_Work task_. Search the entries below for "StatusCode". Report each line where it occurs.

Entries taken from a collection
# # # # # # #
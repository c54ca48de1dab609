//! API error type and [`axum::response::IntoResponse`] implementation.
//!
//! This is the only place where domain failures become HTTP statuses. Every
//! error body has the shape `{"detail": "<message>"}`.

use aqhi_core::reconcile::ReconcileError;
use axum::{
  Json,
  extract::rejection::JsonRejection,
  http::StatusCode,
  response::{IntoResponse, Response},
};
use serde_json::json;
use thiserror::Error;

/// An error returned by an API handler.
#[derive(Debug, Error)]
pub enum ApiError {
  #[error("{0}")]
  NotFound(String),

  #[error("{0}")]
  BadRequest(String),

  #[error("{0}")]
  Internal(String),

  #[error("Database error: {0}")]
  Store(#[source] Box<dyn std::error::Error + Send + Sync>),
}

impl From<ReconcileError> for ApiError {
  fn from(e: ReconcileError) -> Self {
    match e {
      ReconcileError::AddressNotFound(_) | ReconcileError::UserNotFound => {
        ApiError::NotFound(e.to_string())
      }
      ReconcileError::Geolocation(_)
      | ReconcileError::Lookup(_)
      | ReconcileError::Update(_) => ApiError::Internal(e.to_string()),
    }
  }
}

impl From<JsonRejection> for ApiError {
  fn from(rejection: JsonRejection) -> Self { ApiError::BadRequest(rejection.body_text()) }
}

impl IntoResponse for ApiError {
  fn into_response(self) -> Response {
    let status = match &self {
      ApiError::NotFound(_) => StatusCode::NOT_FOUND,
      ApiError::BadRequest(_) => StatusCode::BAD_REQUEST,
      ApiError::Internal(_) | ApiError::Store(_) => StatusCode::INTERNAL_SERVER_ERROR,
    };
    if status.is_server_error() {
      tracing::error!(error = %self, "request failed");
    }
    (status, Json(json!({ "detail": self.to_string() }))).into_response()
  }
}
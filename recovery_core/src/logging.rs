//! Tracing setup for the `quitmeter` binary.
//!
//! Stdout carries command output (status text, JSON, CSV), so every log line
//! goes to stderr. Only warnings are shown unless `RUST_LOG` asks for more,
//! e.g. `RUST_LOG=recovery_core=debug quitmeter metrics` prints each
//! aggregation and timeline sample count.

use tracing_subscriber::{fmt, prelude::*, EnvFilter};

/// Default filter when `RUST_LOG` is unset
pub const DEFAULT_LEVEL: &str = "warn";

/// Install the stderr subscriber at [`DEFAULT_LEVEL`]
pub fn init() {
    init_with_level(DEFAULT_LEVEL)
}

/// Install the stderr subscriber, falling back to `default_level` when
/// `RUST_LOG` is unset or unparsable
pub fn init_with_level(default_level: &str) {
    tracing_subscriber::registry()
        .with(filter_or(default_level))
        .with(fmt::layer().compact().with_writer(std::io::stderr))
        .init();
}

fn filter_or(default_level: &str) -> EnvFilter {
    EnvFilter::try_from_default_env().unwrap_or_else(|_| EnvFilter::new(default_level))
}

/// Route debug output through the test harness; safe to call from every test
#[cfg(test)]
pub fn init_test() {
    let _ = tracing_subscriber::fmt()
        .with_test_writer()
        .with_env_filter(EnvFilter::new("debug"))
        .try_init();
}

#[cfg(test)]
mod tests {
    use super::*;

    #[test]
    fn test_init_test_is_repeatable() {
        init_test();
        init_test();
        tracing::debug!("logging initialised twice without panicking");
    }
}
# # # # # # #
_Result of this exercise_.
  http::StatusCode,
      ApiError::NotFound(_) => StatusCode::NOT_FOUND,
      ApiError::BadRequest(_) => StatusCode::BAD_REQUEST,
      ApiError::Internal(_) | ApiError::Store(_) => StatusCode::INTERNAL_SERVER_ERROR,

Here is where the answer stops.